Re: per backend I/O statistics

From: Bertrand Drouvot <bertranddrouvot(dot)pg(at)gmail(dot)com>
To: Alvaro Herrera <alvherre(at)alvh(dot)no-ip(dot)org>
Cc: Kyotaro Horiguchi <horikyota(dot)ntt(at)gmail(dot)com>, pgsql-hackers(at)lists(dot)postgresql(dot)org
Subject: Re: per backend I/O statistics
Date: 2024-09-05 14:14:47
Message-ID: Ztm811fM73GFt4z/@ip-10-97-1-34.eu-west-3.compute.internal
Views: Raw Message | Whole Thread | Download mbox | Resend email
Thread:
Lists: pgsql-hackers

Hi,

On Thu, Sep 05, 2024 at 03:03:32PM +0200, Alvaro Herrera wrote:
> On 2024-Sep-03, Bertrand Drouvot wrote:
>
> > Cons is probably allocating shared memory space that might not be used (
> > sizeof(PgStat_IO) is 16392 so that could be a concern for a high number of
> > unused connection).
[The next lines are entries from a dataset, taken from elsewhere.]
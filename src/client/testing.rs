//! Scripted `ObjectClient` for unit tests: records every request and answers
//! with canned results.

use crate::{
    client::{ClientError, ClientResult, ObjectClient},
    models::{BodyStream, GetObjectOutput, ObjectMeta},
};
use async_trait::async_trait;
use bytes::Bytes;
use std::sync::Mutex;

#[derive(Clone, Debug, PartialEq)]
pub(crate) struct Call {
    pub op: &'static str,
    pub bucket: String,
    pub key: String,
    pub content_type: Option<String>,
    pub body: Option<Bytes>,
}

#[derive(Clone, Debug)]
pub(crate) enum GetScript {
    Chunks(ObjectMeta, Vec<ClientResult<Bytes>>),
    NoBody(ObjectMeta),
    Fail(ClientError),
}

#[derive(Debug)]
pub(crate) struct ScriptedClient {
    calls: Mutex<Vec<Call>>,
    put_error: Option<ClientError>,
    head_error: Option<ClientError>,
    delete_error: Option<ClientError>,
    get: GetScript,
}

impl Default for ScriptedClient {
    fn default() -> Self {
        Self {
            calls: Mutex::new(Vec::new()),
            put_error: None,
            head_error: None,
            delete_error: None,
            get: GetScript::Chunks(ObjectMeta::default(), Vec::new()),
        }
    }
}

impl ScriptedClient {
    pub fn failing_put(mut self, err: ClientError) -> Self {
        self.put_error = Some(err);
        self
    }

    pub fn failing_head(mut self, err: ClientError) -> Self {
        self.head_error = Some(err);
        self
    }

    pub fn failing_delete(mut self, err: ClientError) -> Self {
        self.delete_error = Some(err);
        self
    }

    pub fn get(mut self, script: GetScript) -> Self {
        self.get = script;
        self
    }

    pub fn calls(&self) -> Vec<Call> {
        self.calls.lock().unwrap().clone()
    }

    fn record(&self, op: &'static str, bucket: &str, key: &str) {
        self.record_call(Call {
            op,
            bucket: bucket.to_string(),
            key: key.to_string(),
            content_type: None,
            body: None,
        });
    }

    fn record_call(&self, call: Call) {
        self.calls.lock().unwrap().push(call);
    }

    fn fail_or(err: &Option<ClientError>) -> ClientResult<()> {
        match err {
            Some(err) => Err(err.clone()),
            None => Ok(()),
        }
    }
}

#[async_trait]
impl ObjectClient for ScriptedClient {
    async fn put_object(
        &self,
        bucket: &str,
        key: &str,
        body: Bytes,
        content_type: Option<&str>,
    ) -> ClientResult<()> {
        self.record_call(Call {
            op: "put",
            bucket: bucket.to_string(),
            key: key.to_string(),
            content_type: content_type.map(str::to_string),
            body: Some(body),
        });
        Self::fail_or(&self.put_error)
    }

    async fn get_object(&self, bucket: &str, key: &str) -> ClientResult<GetObjectOutput> {
        self.record("get", bucket, key);
        match &self.get {
            GetScript::Chunks(meta, chunks) => {
                let body: BodyStream = Box::pin(futures::stream::iter(chunks.clone()));
                Ok(GetObjectOutput {
                    meta: meta.clone(),
                    body: Some(body),
                })
            }
            GetScript::NoBody(meta) => Ok(GetObjectOutput {
                meta: meta.clone(),
                body: None,
            }),
            GetScript::Fail(err) => Err(err.clone()),
        }
    }

    async fn head_object(&self, bucket: &str, key: &str) -> ClientResult<ObjectMeta> {
        self.record("head", bucket, key);
        Self::fail_or(&self.head_error).map(|_| ObjectMeta::default())
    }

    async fn delete_object(&self, bucket: &str, key: &str) -> ClientResult<()> {
        self.record("delete", bucket, key);
        Self::fail_or(&self.delete_error)
    }

    async fn head_bucket(&self, bucket: &str) -> ClientResult<()> {
        self.record("head_bucket", bucket, "");
        Ok(())
    }
}
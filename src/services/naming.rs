//! File naming collaborator injected into the storage adapter.
//!
//! The adapter delegates two decisions: which directory a new upload goes to,
//! and which name inside that directory is still free.

use crate::{
    models::FileDescriptor,
    services::{
        keys,
        s3_storage::{StorageAdapter, StorageError, StorageResult},
    },
};
use async_trait::async_trait;
use chrono::{DateTime, Utc};
use std::path::Path;

/// Suffixes tried before `SequentialNaming` gives up on a name.
pub(crate) const MAX_NAME_ATTEMPTS: u32 = 100;

#[async_trait]
pub trait NamingStrategy: Send + Sync {
    /// Directory under `base_dir` where new uploads are placed.
    fn target_dir(&self, base_dir: &str) -> String;

    /// A path (`target_dir/name`) that does not collide with an existing
    /// object. `storage` is used to probe for existing names.
    async fn unique_file_name(
        &self,
        file: &FileDescriptor,
        target_dir: &str,
        storage: &dyn StorageAdapter,
    ) -> StorageResult<String>;
}

/// Date-bucketed directories (`base/YYYY/MM`) and `name`, `name-1`,
/// `name-2`, ... suffixes until a free name is found.
#[derive(Clone, Copy, Debug, Default)]
pub struct SequentialNaming;

#[async_trait]
impl NamingStrategy for SequentialNaming {
    fn target_dir(&self, base_dir: &str) -> String {
        dated_dir(base_dir, Utc::now())
    }

    async fn unique_file_name(
        &self,
        file: &FileDescriptor,
        target_dir: &str,
        storage: &dyn StorageAdapter,
    ) -> StorageResult<String> {
        let (stem, ext) = split_name(&file.name);
        let stem = sanitize(stem);
        if stem.trim_matches('.').is_empty() && ext.is_empty() {
            return Err(StorageError::Save(format!(
                "empty file name `{}`",
                file.name
            )));
        }

        for attempt in 0..MAX_NAME_ATTEMPTS {
            let candidate = if attempt == 0 {
                format!("{}{}", stem, ext)
            } else {
                format!("{}-{}{}", stem, attempt, ext)
            };

            if !storage.exists(&candidate, Some(target_dir)).await? {
                return Ok(keys::join(target_dir, &candidate));
            }
        }

        Err(StorageError::Save(format!(
            "no free name for `{}` in `{}` after {} attempts",
            file.name, target_dir, MAX_NAME_ATTEMPTS
        )))
    }
}

pub(crate) fn dated_dir(base_dir: &str, now: DateTime<Utc>) -> String {
    let dated = now.format("%Y/%m").to_string();
    let base = keys::normalize_separators(base_dir);
    let base = base.trim_end_matches('/');
    if base.is_empty() {
        dated
    } else {
        format!("{}/{}", base, dated)
    }
}

/// Split a file name into stem and extension (with its dot).
/// Directory components of the original name are dropped.
fn split_name(name: &str) -> (&str, String) {
    let normalized = name.rsplit(['/', '\\']).next().unwrap_or(name);
    let path = Path::new(normalized);
    let ext = path
        .extension()
        .and_then(|ext| ext.to_str())
        .map(|ext| format!(".{}", ext))
        .unwrap_or_default();
    let stem = &normalized[..normalized.len() - ext.len()];
    (stem, ext)
}

/// Replace anything outside `[A-Za-z0-9_@.]` with `-`.
fn sanitize(stem: &str) -> String {
    stem.chars()
        .map(|c| {
            if c.is_ascii_alphanumeric() || matches!(c, '_' | '@' | '.') {
                c
            } else {
                '-'
            }
        })
        .collect()
}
OTOH, if a high number of connections is not used that might
> > be worth to reduce the max_connections setting.
>
> I was surprised by the size you mention so I went to look for the
> definition of that struct:
>

Thanks for looking at it!


> typedef struct PgStat_IO
> {
> TimestampTz stat_reset_timestamp;
> PgStat_BktypeIO stats[BACKEND_NUM_TYPES];
> } PgStat_IO;
>
> (It would be good to have more than zero comments here BTW)
>
> So what's happening is that struct PgStat_IO stores the data for every
> single process type, be it regular backends, backend-like auxiliary
> processes, and all other potential postmaster children.

Yeap.

> So it seems to
> me that storing one of these struct for "my backend stats" is wrong: I
> think you should be using PgStat_BktypeIO instead (or maybe another
> struct which has a reset timestamp plus BktypeIO, if you care about the
> reset time). That struct is only 1024 bytes long, so it seems much more
> reasonable to have one of those per backend.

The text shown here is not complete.